• **STUDY MATERIAL**:
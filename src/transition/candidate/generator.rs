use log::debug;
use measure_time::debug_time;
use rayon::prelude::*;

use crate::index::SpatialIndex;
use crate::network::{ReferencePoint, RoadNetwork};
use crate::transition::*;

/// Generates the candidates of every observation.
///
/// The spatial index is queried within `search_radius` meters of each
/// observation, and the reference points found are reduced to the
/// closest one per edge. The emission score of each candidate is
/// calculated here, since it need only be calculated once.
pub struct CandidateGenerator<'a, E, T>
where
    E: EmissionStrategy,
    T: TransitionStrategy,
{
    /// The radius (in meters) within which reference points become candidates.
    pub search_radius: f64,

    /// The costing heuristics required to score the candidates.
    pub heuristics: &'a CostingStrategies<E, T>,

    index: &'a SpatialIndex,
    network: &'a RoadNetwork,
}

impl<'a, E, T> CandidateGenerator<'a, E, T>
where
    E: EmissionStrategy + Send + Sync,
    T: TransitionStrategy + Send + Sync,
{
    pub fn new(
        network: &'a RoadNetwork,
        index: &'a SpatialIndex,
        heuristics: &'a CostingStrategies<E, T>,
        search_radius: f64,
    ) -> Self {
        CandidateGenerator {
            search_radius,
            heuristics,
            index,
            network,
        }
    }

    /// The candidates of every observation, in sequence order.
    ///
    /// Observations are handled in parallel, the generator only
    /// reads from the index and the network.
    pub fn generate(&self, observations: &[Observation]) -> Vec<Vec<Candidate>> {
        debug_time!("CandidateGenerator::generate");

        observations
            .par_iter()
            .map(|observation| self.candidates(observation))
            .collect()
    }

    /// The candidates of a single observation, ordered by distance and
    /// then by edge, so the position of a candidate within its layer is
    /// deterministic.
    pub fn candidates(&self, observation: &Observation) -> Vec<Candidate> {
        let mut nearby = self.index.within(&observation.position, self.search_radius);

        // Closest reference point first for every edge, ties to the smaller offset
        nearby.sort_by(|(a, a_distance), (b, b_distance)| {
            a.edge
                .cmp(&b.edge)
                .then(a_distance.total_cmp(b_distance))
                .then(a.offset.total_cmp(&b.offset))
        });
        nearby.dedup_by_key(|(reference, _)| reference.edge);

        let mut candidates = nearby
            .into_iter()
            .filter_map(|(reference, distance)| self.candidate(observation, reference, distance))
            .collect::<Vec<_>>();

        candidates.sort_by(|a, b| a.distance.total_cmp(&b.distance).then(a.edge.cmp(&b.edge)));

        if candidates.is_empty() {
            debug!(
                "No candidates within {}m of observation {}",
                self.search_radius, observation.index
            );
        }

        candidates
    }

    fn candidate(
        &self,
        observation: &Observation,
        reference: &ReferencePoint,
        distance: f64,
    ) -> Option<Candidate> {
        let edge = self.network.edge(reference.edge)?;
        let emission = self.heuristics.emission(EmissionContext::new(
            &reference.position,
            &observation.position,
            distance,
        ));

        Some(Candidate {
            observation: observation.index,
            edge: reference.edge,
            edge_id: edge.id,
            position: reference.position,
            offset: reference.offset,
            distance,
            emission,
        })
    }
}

---

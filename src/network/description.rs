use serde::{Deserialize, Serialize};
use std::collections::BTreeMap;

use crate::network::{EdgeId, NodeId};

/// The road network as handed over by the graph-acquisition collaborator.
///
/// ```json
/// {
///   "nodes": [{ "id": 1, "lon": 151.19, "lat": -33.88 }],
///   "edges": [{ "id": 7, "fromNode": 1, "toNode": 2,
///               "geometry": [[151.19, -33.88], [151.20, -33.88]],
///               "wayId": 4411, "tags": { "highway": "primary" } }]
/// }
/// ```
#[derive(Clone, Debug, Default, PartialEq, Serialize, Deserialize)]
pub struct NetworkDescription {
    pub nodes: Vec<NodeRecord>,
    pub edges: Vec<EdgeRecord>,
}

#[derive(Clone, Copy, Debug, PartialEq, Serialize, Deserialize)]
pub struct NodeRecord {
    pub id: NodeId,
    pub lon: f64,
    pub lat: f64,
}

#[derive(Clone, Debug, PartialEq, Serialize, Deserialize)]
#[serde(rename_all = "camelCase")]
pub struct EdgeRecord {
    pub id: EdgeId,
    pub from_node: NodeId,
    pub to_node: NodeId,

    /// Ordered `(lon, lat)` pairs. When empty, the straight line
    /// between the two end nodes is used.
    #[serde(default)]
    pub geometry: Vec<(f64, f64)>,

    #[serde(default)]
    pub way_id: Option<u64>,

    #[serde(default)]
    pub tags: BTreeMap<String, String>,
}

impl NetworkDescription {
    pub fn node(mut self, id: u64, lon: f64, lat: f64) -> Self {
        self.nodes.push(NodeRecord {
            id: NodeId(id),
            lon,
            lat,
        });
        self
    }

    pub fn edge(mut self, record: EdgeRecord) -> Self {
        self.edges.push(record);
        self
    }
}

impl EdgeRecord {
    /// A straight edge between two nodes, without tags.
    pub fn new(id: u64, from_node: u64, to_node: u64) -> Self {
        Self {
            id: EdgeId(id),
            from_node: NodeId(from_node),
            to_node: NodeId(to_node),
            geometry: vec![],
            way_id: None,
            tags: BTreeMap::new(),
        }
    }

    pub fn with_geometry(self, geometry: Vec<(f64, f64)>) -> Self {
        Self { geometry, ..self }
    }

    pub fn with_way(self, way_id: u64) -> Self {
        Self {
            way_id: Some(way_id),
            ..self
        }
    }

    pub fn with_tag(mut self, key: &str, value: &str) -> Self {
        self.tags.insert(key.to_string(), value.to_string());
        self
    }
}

• **WORK ITEM**: Every line above that includes the string "offset" needs to be copied.

• **TASK SOLUTION**:
        // Closest reference point first for every edge, ties to the smaller offset
                .then(a.offset.total_cmp(&b.offset))
            offset: reference.offset,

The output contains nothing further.